[Your goal] Your task is to filter the data below down to the lines holding "reset".
╭─ Data listing
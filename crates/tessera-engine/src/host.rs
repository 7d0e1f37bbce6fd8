//! Host driver: screens, input, fixed-rate ticking and event delivery.
//!
//! [`Host`] is what a windowing layer talks to. It forwards key and
//! menu input, runs the [`BoardEngine`] at a constant rate through
//! [`FixedStep`], and hands every engine event to the injected
//! collaborators. The engine itself never sees a collaborator.

use std::time::{Duration, Instant};

use tessera_core::{AudioChannel, AudioSink, Direction, LeaderboardSink, NullSink, SaveSink};

use crate::board::{BoardEngine, TickReport};
use crate::clock::FixedStep;
use crate::config::ConfigError;
use crate::ingress::InputLatch;
use crate::metrics::HostMetrics;
use crate::outbox::{deliver, Outbox, Outgoing};
use crate::screen::{MenuButton, Shell, ShellAction};

// ── Collaborators ───────────────────────────────────────────────

/// The three fire-and-forget sinks a host delivers events to.
pub struct Collaborators {
    /// Receives save requests.
    pub save: Box<dyn SaveSink>,
    /// Receives death and win reports.
    pub leaderboard: Box<dyn LeaderboardSink>,
    /// Receives cues and volume changes.
    pub audio: Box<dyn AudioSink>,
}

impl Collaborators {
    /// Box three concrete sinks.
    pub fn new(
        save: impl SaveSink + 'static,
        leaderboard: impl LeaderboardSink + 'static,
        audio: impl AudioSink + 'static,
    ) -> Self {
        Self {
            save: Box::new(save),
            leaderboard: Box::new(leaderboard),
            audio: Box::new(audio),
        }
    }
}

impl Default for Collaborators {
    fn default() -> Self {
        Self::new(NullSink, NullSink, NullSink)
    }
}

enum Dispatch {
    Inline(Collaborators),
    Threaded(Outbox),
}

// ── FrameReport ─────────────────────────────────────────────────

/// What one [`Host::frame()`] call did.
#[derive(Debug, Default)]
pub struct FrameReport {
    /// Reports of the ticks that ran, oldest first.
    pub ticks: Vec<TickReport>,
    /// Whole ticks skipped because the frame exceeded the catch-up cap.
    pub dropped_ticks: u64,
    /// Whether the caller should render this frame.
    pub render: bool,
}

// ── Host ────────────────────────────────────────────────────────

/// Owns an engine, its shell and its collaborators.
pub struct Host {
    engine: BoardEngine,
    shell: Shell,
    input: InputLatch,
    clock: FixedStep,
    dispatch: Dispatch,
    epoch: Instant,
    metrics: HostMetrics,
    running: bool,
}

impl Host {
    /// Deliver events on the calling thread.
    ///
    /// The background channel is set to its unmuted gain immediately.
    pub fn new(engine: BoardEngine, collaborators: Collaborators) -> Self {
        Self::with_dispatch(engine, Dispatch::Inline(collaborators))
    }

    /// Deliver events from a dispatcher thread over a bounded outbox of
    /// `outbox_capacity` messages.
    pub fn threaded(engine: BoardEngine, collaborators: Collaborators) -> Result<Self, ConfigError> {
        let outbox = Outbox::spawn(collaborators, engine.config().outbox_capacity)?;
        Ok(Self::with_dispatch(engine, Dispatch::Threaded(outbox)))
    }

    fn with_dispatch(engine: BoardEngine, dispatch: Dispatch) -> Self {
        let clock = FixedStep::new(
            engine.config().tick_duration(),
            engine.config().max_catch_up_ticks,
        );
        let shell = Shell::new();
        let mut host = Self {
            engine,
            shell,
            input: InputLatch::new(),
            clock,
            dispatch,
            epoch: Instant::now(),
            metrics: HostMetrics::default(),
            running: true,
        };
        let gain_db = host.shell.background_gain_db();
        host.send(Outgoing::Volume {
            channel: AudioChannel::Background,
            gain_db,
        });
        host
    }

    /// The engine.
    pub fn engine(&self) -> &BoardEngine {
        &self.engine
    }

    /// The menu shell.
    pub fn shell(&self) -> &Shell {
        &self.shell
    }

    /// False once Quit has been pressed.
    pub fn is_running(&self) -> bool {
        self.running
    }

    /// Delivery counters.
    pub fn metrics(&self) -> HostMetrics {
        let mut metrics = self.metrics;
        if let Dispatch::Threaded(outbox) = &self.dispatch {
            metrics.events_dispatched = outbox.dispatched();
        }
        metrics
    }

    /// A direction key went down.
    pub fn key_down(&mut self, dir: Direction) {
        self.input.key_down(dir);
    }

    /// A direction key went up.
    pub fn key_up(&mut self, dir: Direction) {
        self.input.key_up(dir);
    }

    /// Pointer moved over a menu button, or off all of them.
    pub fn hover(&mut self, button: Option<MenuButton>) {
        self.shell.hover(button);
    }

    /// A menu button was pressed.
    pub fn click(&mut self, button: MenuButton) {
        if let Some(action) = self.shell.click(button) {
            self.apply(action);
        }
    }

    /// Leave the current screen for the menu.
    pub fn back(&mut self) {
        if let Some(action) = self.shell.back() {
            self.apply(action);
        }
    }

    /// Abandon the current session and deal a new board.
    pub fn new_game(&mut self) {
        self.input.clear();
        self.clock.reset();
        self.engine.reset();
    }

    fn apply(&mut self, action: ShellAction) {
        match action {
            ShellAction::Navigated => {
                // Time spent on another screen is not owed to the board.
                self.input.clear();
                self.clock.reset();
            }
            ShellAction::Quit => self.running = false,
            ShellAction::SetVolume { channel, gain_db } => {
                self.send(Outgoing::Volume { channel, gain_db })
            }
        }
    }

    /// Run one engine tick if the board is showing.
    ///
    /// The latest fresh key press becomes the tick's command.
    pub fn step(&mut self, now_ms: u64) -> Option<TickReport> {
        if !self.shell.is_playing() {
            return None;
        }
        if let Some(dir) = self.input.poll() {
            self.engine.submit(dir);
        }
        let report = self.engine.update(now_ms);
        for event in &report.events {
            self.send(Outgoing::Event(event.clone()));
        }
        Some(report)
    }

    /// Account for `elapsed` real time and run the ticks it pays for.
    pub fn frame(&mut self, elapsed: Duration) -> FrameReport {
        let budget = self.clock.advance(elapsed);
        let now_ms = self.epoch.elapsed().as_millis() as u64;
        let ticks = (0..budget.updates)
            .filter_map(|_| self.step(now_ms))
            .collect();
        FrameReport {
            ticks,
            dropped_ticks: budget.dropped,
            render: budget.render,
        }
    }

    fn send(&mut self, message: Outgoing) {
        match &mut self.dispatch {
            Dispatch::Inline(collaborators) => {
                deliver(collaborators, message);
                self.metrics.events_dispatched += 1;
            }
            Dispatch::Threaded(outbox) => {
                if !outbox.send(message) {
                    self.metrics.events_dropped += 1;
                }
            }
        }
    }

    /// Flush pending deliveries and stop any dispatcher thread.
    pub fn shutdown(mut self) -> HostMetrics {
        if let Dispatch::Threaded(outbox) = &mut self.dispatch {
            outbox.close();
        }
        self.metrics()
    }
}
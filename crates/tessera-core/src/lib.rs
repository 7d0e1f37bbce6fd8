//! Core types and traits for the Tessera tile-merge engine.
//!
//! This is the leaf crate with zero internal dependencies. It defines
//! the vocabulary shared by the rest of the workspace: board geometry
//! constants, directions and cell coordinates, session state and events,
//! the persisted session snapshot, error types, and the narrow traits
//! through which the engine's host talks to its collaborators.

#![deny(missing_docs)]
#![deny(rustdoc::broken_intra_doc_links)]
#![forbid(unsafe_code)]

pub mod direction;
pub mod error;
pub mod event;
pub mod id;
pub mod snapshot;
pub mod traits;

pub use direction::Direction;
pub use error::LoadError;
pub use event::{AudioChannel, Cue, SessionEvent, SessionState};
pub use id::{Cell, TickId};
pub use snapshot::{Bests, SessionSnapshot};
pub use traits::{AudioSink, LeaderboardSink, NullSink, SaveSink};

/// Number of rows on the board.
pub const ROWS: usize = 4;

/// Number of columns on the board.
pub const COLS: usize = 4;

/// Total number of cells on the board.
pub const CELL_COUNT: usize = ROWS * COLS;
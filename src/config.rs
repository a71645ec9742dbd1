// SPDX-License-Identifier: MIT
// Copyright 2026 Roland Dreier <roland@rolandd.dev>

//! Application configuration loaded from environment variables.

use std::env;
use std::str::FromStr;
use std::time::Duration;

const DEFAULT_OVERPASS_URL: &str = "https://overpass-api.de/api/interpreter";

/// Where list responses are cached.
#[derive(Debug, Clone, Copy, PartialEq, Eq)]
pub enum CacheBackendKind {
    /// `query_cache` table, shared across instances
    Postgres,
    /// In-process map
    Local,
}

impl FromStr for CacheBackendKind {
    type Err = ConfigError;

    fn from_str(s: &str) -> Result<Self, Self::Err> {
        match s.trim().to_ascii_lowercase().as_str() {
            "postgres" => Ok(CacheBackendKind::Postgres),
            "local" => Ok(CacheBackendKind::Local),
            _ => Err(ConfigError::Invalid("CACHE_BACKEND", s.to_string())),
        }
    }
}

/// Application configuration, loaded once at startup.
#[derive(Debug, Clone)]
pub struct Config {
    /// Server port
    pub port: u16,
    /// PostGIS connection string. `None` runs against the in-process store.
    pub database_url: Option<String>,
    pub cache_backend: CacheBackendKind,
    pub cache_ttl: Duration,

    // --- Map-data source ---
    pub overpass_url: String,

    // --- Feature service (area boundaries) ---
    pub feature_service_url: String,
    pub feature_service_token_url: String,
    pub feature_service_client_id: String,
    pub feature_service_client_secret: String,
    pub boundaries_collection_id: String,
    pub boundaries_feature_id: String,

    /// Timeout applied to every outbound HTTP request
    pub http_timeout: Duration,

    // --- Assignment ---
    /// Search radius for the batch assignment
    pub assignment_radius_meters: f64,
    /// Search radius for the per-category closest-amenity lookup
    pub closest_amenity_radius_meters: f64,
}

impl Config {
    /// Load configuration from environment variables.
    pub fn from_env() -> Result<Self, ConfigError> {
        dotenvy::dotenv().ok(); // Load .env file if present

        let database_url = env::var("DATABASE_URL").ok().filter(|v| !v.trim().is_empty());
        let cache_backend = match env::var("CACHE_BACKEND") {
            Ok(v) => v.parse()?,
            Err(_) if database_url.is_some() => CacheBackendKind::Postgres,
            Err(_) => CacheBackendKind::Local,
        };

        let feature_service_url = required("FEATURE_SERVICE_URL")?
            .trim_end_matches('/')
            .to_string();
        let feature_service_token_url = env::var("FEATURE_SERVICE_TOKEN_URL")
            .unwrap_or_else(|_| format!("{}/auth/token", feature_service_url));

        Ok(Self {
            port: parsed("PORT", 8080)?,
            database_url,
            cache_backend,
            cache_ttl: Duration::from_secs(parsed("CACHE_TTL_SECS", 3600)?),
            overpass_url: env::var("OVERPASS_URL")
                .unwrap_or_else(|_| DEFAULT_OVERPASS_URL.to_string()),
            feature_service_url,
            feature_service_token_url,
            feature_service_client_id: required("FEATURE_SERVICE_CLIENT_ID")?,
            feature_service_client_secret: required("FEATURE_SERVICE_CLIENT_SECRET")?
                .trim()
                .to_string(),
            boundaries_collection_id: required("AREA_BOUNDARIES_COLLECTION_ID")?,
            boundaries_feature_id: required("AREA_BOUNDARIES_FEATURE_ID")?,
            http_timeout: Duration::from_secs(parsed("HTTP_TIMEOUT_SECS", 30)?),
            assignment_radius_meters: parsed("ASSIGNMENT_RADIUS_METERS", 5.0)?,
            closest_amenity_radius_meters: parsed("CLOSEST_AMENITY_RADIUS_METERS", 5000.0)?,
        })
    }

    /// Default config for testing only.
    pub fn test_default() -> Self {
        Self {
            port: 8080,
            database_url: None,
            cache_backend: CacheBackendKind::Local,
            cache_ttl: Duration::from_secs(3600),
            overpass_url: "http://127.0.0.1:9/api/interpreter".to_string(),
            feature_service_url: "http://127.0.0.1:9".to_string(),
            feature_service_token_url: "http://127.0.0.1:9/auth/token".to_string(),
            feature_service_client_id: "test_client_id".to_string(),
            feature_service_client_secret: "test_secret".to_string(),
            boundaries_collection_id: "boundaries".to_string(),
            boundaries_feature_id: "area-1".to_string(),
            http_timeout: Duration::from_secs(2),
            assignment_radius_meters: 5.0,
            closest_amenity_radius_meters: 5000.0,
        }
    }
}

fn required(name: &'static str) -> Result<String, ConfigError> {
    env::var(name).map_err(|_| ConfigError::Missing(name))
}

fn parsed<T: FromStr>(name: &'static str, default: T) -> Result<T, ConfigError> {
    match env::var(name) {
        Ok(raw) => raw
            .trim()
            .parse()
            .map_err(|_| ConfigError::Invalid(name, raw)),
        Err(_) => Ok(default),
    }
}

/// Configuration errors
#[derive(Debug, thiserror::Error)]
pub enum ConfigError {
    #[error("Missing required environment variable: {0}")]
    Missing(&'static str),

    #[error("Invalid value for {0}: {1}")]
    Invalid(&'static str, String),
}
╰─
[Reply to the task]
        self.clock.reset();
        self.engine.reset();
                self.clock.reset();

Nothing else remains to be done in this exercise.